• Task requirements:
If a line in the data below includes the string "collect", please return a copy of it.

(Stored data entries)
..........

#[cfg(test)]
mod tests {
    use super::*;
    use crate::migration::SqlMigration;

    fn ledger_count(migrator: &Migrator) -> usize {
        migrator
            .with_connection(|conn| Ledger::new(conn, "rosua_migrations")?.count())
            .unwrap()
    }

    fn table_exists(migrator: &Migrator, name: &str) -> bool {
        migrator
            .with_connection(|conn| {
                conn.query_row(
                    "SELECT count(*) > 0 FROM sqlite_master WHERE type='table' AND name=?1",
                    [name],
                    |row| row.get(0),
                )
                .map_err(|e| Error::Database(e.to_string()))
            })
            .unwrap()
    }

    fn total_changes(migrator: &Migrator) -> i64 {
        migrator
            .with_connection(|conn| {
                conn.query_row("SELECT total_changes()", [], |row| row.get(0))
                    .map_err(|e| Error::Database(e.to_string()))
            })
            .unwrap()
    }

    fn registry_with(versions: &[(&str, &'static str)]) -> MigrationRegistry {
        let mut registry = MigrationRegistry::new();
        for (version, sql) in versions {
            let sql = *sql;
            registry
                .register_fn("RosuaMigrations", *version, move |conn: &Connection| {
                    conn.execute_batch(sql)
                        .map_err(|e| Error::Database(e.to_string()))
                })
                .unwrap();
        }
        registry
    }

    fn empty_dir_config() -> (tempfile::TempDir, MigrationConfig) {
        let tmp = tempfile::tempdir().unwrap();
        let config = MigrationConfig::default().with_base_path(tmp.path());
        (tmp, config)
    }

    #[test]
    fn install_is_idempotent() {
        let (_tmp, config) = empty_dir_config();
        let migrator = Migrator::in_memory(config, MigrationRegistry::new()).unwrap();

        assert!(migrator.install().unwrap());
        assert!(!migrator.install().unwrap());
        assert!(!migrator.install().unwrap());
        assert!(table_exists(&migrator, "rosua_migrations"));
    }

    #[test]
    fn install_honours_table_prefix() {
        let (_tmp, config) = empty_dir_config();
        let migrator = Migrator::in_memory(
            config.with_table_prefix("wp_"),
            MigrationRegistry::new(),
        )
        .unwrap();

        migrator.install().unwrap();
        assert!(table_exists(&migrator, "wp_rosua_migrations"));
        assert!(!table_exists(&migrator, "rosua_migrations"));
    }

    #[test]
    fn invalid_table_name_is_a_config_error() {
        let (_tmp, config) = empty_dir_config();
        let result = Migrator::in_memory(
            config.with_table_name("bad name"),
            MigrationRegistry::new(),
        );
        assert!(matches!(result, Err(Error::Config(_))));
    }

    #[test]
    fn execute_applies_pending_and_records_them() {
        let (_tmp, config) = empty_dir_config();
        let registry = registry_with(&[
            ("20230101000000", "CREATE TABLE users (id INTEGER PRIMARY KEY);"),
            ("20230102000000", "ALTER TABLE users ADD COLUMN email TEXT;"),
        ]);
        let migrator = Migrator::in_memory(config, registry).unwrap();
        migrator.install().unwrap();

        let executed = migrator.execute().unwrap();
        let versions: Vec<_> = executed.iter().map(|r| r.version.as_str()).collect();
        assert_eq!(versions, vec!["20230101000000", "20230102000000"]);
        assert!(executed.iter().all(|r| r.execution_time.unwrap() >= 0));
        assert!(executed[0].executed_at <= executed[1].executed_at);
        assert_eq!(ledger_count(&migrator), 2);

        assert!(migrator.list().unwrap().iter().all(|e| e.executed));
    }

    #[test]
    fn execute_with_nothing_pending_writes_nothing() {
        let (_tmp, config) = empty_dir_config();
        let registry = registry_with(&[("20230101000000", "CREATE TABLE a (x INTEGER);")]);
        let migrator = Migrator::in_memory(config, registry).unwrap();
        migrator.install().unwrap();
        migrator.execute().unwrap();

        let changes_before = total_changes(&migrator);
        assert!(migrator.execute().unwrap().is_empty());
        let changes_after = total_changes(&migrator);
        assert_eq!(changes_before, changes_after);
        assert_eq!(ledger_count(&migrator), 1);
    }

    #[test]
    fn execute_without_install_fails_before_running_anything() {
        let (_tmp, config) = empty_dir_config();
        let registry = registry_with(&[("20230101000000", "CREATE TABLE a (x INTEGER);")]);
        let migrator = Migrator::in_memory(config, registry).unwrap();

        let err = migrator.execute().unwrap_err();
        assert!(err.to_string().contains("run install first"));
        assert!(!table_exists(&migrator, "a"));
    }

    #[test]
    fn per_migration_failure_keeps_earlier_records() {
        let (_tmp, config) = empty_dir_config();
        let registry = registry_with(&[
            ("20230101000000", "CREATE TABLE a (x INTEGER);"),
            ("20230102000000", "CREATE TABLE b (x INTEGER); INSERT INTO missing VALUES (1);"),
            ("20230103000000", "CREATE TABLE c (x INTEGER);"),
        ]);
        let migrator = Migrator::in_memory(config, registry).unwrap();
        migrator.install().unwrap();

        let err = migrator.execute().unwrap_err();
        assert_eq!(err.failed_version(), Some("20230102000000"));

        assert!(table_exists(&migrator, "a"));
        assert!(!table_exists(&migrator, "b"), "failed migration is rolled back");
        assert!(!table_exists(&migrator, "c"), "later migrations never run");

        let statuses = migrator.list().unwrap();
        let executed: Vec<_> = statuses.iter().map(|e| e.executed).collect();
        assert_eq!(executed, vec![true, false, false]);
    }

    #[test]
    fn batch_failure_records_nothing() {
        let (_tmp, config) = empty_dir_config();
        let registry = registry_with(&[
            ("20230101000000", "CREATE TABLE a (x INTEGER);"),
            ("20230102000000", "INSERT INTO missing VALUES (1);"),
        ]);
        let migrator = Migrator::in_memory(config, registry)
            .unwrap()
            .with_recording_mode(RecordingMode::Batch);
        migrator.install().unwrap();

        let err = migrator.execute().unwrap_err();
        assert_eq!(err.failed_version(), Some("20230102000000"));

        // A ran but has no ledger row, so it is still reported pending.
        assert!(table_exists(&migrator, "a"));
        assert_eq!(ledger_count(&migrator), 0);
        assert!(migrator.list().unwrap().iter().all(|e| !e.executed));
    }

    #[test]
    fn batch_mode_records_every_version_on_success() {
        let (_tmp, config) = empty_dir_config();
        let registry = registry_with(&[
            ("20230101000000", "CREATE TABLE a (x INTEGER);"),
            ("20230102000000", "CREATE TABLE b (x INTEGER);"),
        ]);
        let migrator = Migrator::in_memory(config, registry)
            .unwrap()
            .with_recording_mode(RecordingMode::Batch);
        migrator.install().unwrap();

        assert_eq!(migrator.execute().unwrap().len(), 2);
        assert_eq!(ledger_count(&migrator), 2);
    }

    #[test]
    fn per_migration_skips_versions_recorded_elsewhere() {
        let (_tmp, config) = empty_dir_config();
        let registry = registry_with(&[("20230101000000", "CREATE TABLE a (x INTEGER);")]);
        let migrator = Migrator::in_memory(config, registry).unwrap();
        migrator.install().unwrap();

        // Recorded between the pending read and the locked write.
        let repository = migrator.repository();
        let scan = repository.scan().unwrap();
        let mut conn = migrator.connection().unwrap();
        Ledger::new(&conn, "rosua_migrations")
            .unwrap()
            .insert(&MigrationRecord::completed(
                "20230101000000",
                std::time::Duration::ZERO,
            ))
            .unwrap();

        let executed = migrator
            .execute_per_migration(
                &repository,
                &scan,
                &mut conn,
                &["20230101000000".to_string()],
            )
            .unwrap();
        assert!(executed.is_empty());
        drop(conn);
        assert!(!table_exists(&migrator, "a"));
    }

    fn write_sql(config: &MigrationConfig, name: &str, sql: &str) {
        let dir = config.migrations_path();
        std::fs::create_dir_all(&dir).unwrap();
        std::fs::write(dir.join(name), sql).unwrap();
    }

    fn foreign_keys(migrator: &Migrator) -> i64 {
        migrator
            .with_connection(|conn| {
                conn.query_row("PRAGMA foreign_keys", [], |row| row.get(0))
                    .map_err(|e| Error::Database(e.to_string()))
            })
            .unwrap()
    }

    #[test]
    fn script_with_its_own_transaction_runs_in_default_mode() {
        let (_tmp, config) = empty_dir_config();
        write_sql(
            &config,
            "20230101000000.up.sql",
            "BEGIN;\nCREATE TABLE a (x INTEGER);\nCOMMIT;",
        );
        write_sql(&config, "20230102000000.up.sql", "CREATE TABLE b (x INTEGER);");
        let migrator = Migrator::in_memory(config, MigrationRegistry::new()).unwrap();
        migrator.install().unwrap();

        let executed = migrator.execute().unwrap();
        assert_eq!(executed.len(), 2);
        assert!(table_exists(&migrator, "a"));
        assert!(table_exists(&migrator, "b"));
        assert_eq!(ledger_count(&migrator), 2);
        assert!(migrator.execute().unwrap().is_empty());
    }

    #[test]
    fn foreign_keys_pragma_takes_effect_in_default_mode() {
        let (_tmp, config) = empty_dir_config();
        write_sql(
            &config,
            "20230101000000.up.sql",
            "PRAGMA foreign_keys=OFF;\nCREATE TABLE a (x INTEGER);",
        );
        let migrator = Migrator::in_memory(config, MigrationRegistry::new()).unwrap();
        migrator
            .with_connection(|conn| {
                conn.execute_batch("PRAGMA foreign_keys=ON;")
                    .map_err(|e| Error::Database(e.to_string()))
            })
            .unwrap();
        assert_eq!(foreign_keys(&migrator), 1);
        migrator.install().unwrap();

        assert_eq!(migrator.execute().unwrap().len(), 1);
        assert_eq!(foreign_keys(&migrator), 0);
        assert!(table_exists(&migrator, "a"));
        assert_eq!(ledger_count(&migrator), 1);
    }

    #[test]
    fn instantiate_failure_names_the_version() {
        let (_tmp, config) = empty_dir_config();
        let mut registry = MigrationRegistry::new();
        registry
            .register("RosuaMigrations", "20230105000000", || {
                SqlMigration::new("20230101000000", "SELECT 1;", None)
            })
            .unwrap();
        let migrator = Migrator::in_memory(config, registry).unwrap();
        migrator.install().unwrap();

        let err = migrator.execute().unwrap_err();
        assert_eq!(err.failed_version(), Some("20230105000000"));
        assert_eq!(ledger_count(&migrator), 0);
    }

    #[test]
    fn batch_reports_version_of_script_removed_after_scan() {
        let (_tmp, config) = empty_dir_config();
        write_sql(&config, "20230101000000.up.sql", "CREATE TABLE a (x INTEGER);");
        let migrator = Migrator::in_memory(config, MigrationRegistry::new())
            .unwrap()
            .with_recording_mode(RecordingMode::Batch);
        migrator.install().unwrap();

        let repository = migrator.repository();
        let scan = repository.scan().unwrap();
        std::fs::remove_file(
            migrator.config().migrations_path().join("20230101000000.up.sql"),
        )
        .unwrap();

        let mut conn = migrator.connection().unwrap();
        let err = migrator
            .execute_batch(
                &repository,
                &scan,
                &mut conn,
                &["20230101000000".to_string()],
            )
            .unwrap_err();
        assert_eq!(err.failed_version(), Some("20230101000000"));
    }

    #[test]
    fn namespace_selects_registered_migrations() {
        let (_tmp, config) = empty_dir_config();
        let mut registry = registry_with(&[("20230101000000", "CREATE TABLE a (x INTEGER);")]);
        registry
            .register_fn("Other", "20230102000000", |conn: &Connection| {
                conn.execute_batch("CREATE TABLE b (x INTEGER);")
                    .map_err(|e| Error::Database(e.to_string()))
            })
            .unwrap();
        let migrator = Migrator::in_memory(config.with_namespace("Other"), registry).unwrap();
        migrator.install().unwrap();

        let listed: Vec<_> = migrator
            .list()
            .unwrap()
            .into_iter()
            .map(|e| e.version)
            .collect();
        assert_eq!(listed, vec!["20230102000000"]);

        migrator.execute().unwrap();
        assert!(table_exists(&migrator, "b"));
        assert!(!table_exists(&migrator, "a"));
    }

    #[test]
    fn generate_writes_into_configured_directory() {
        let (tmp, config) = empty_dir_config();
        let migrator = Migrator::in_memory(config, MigrationRegistry::new()).unwrap();

        let generated = migrator.generate(Some("init"), None, None).unwrap();
        assert!(generated.up_path.starts_with(tmp.path().join("migrations")));
        assert_eq!(migrator.scan().unwrap().len(), 1);
    }
}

..........

• Result for this task:
        let versions: Vec<_> = executed.iter().map(|r| r.version.as_str()).collect();
        let executed: Vec<_> = statuses.iter().map(|e| e.executed).collect();
            .collect();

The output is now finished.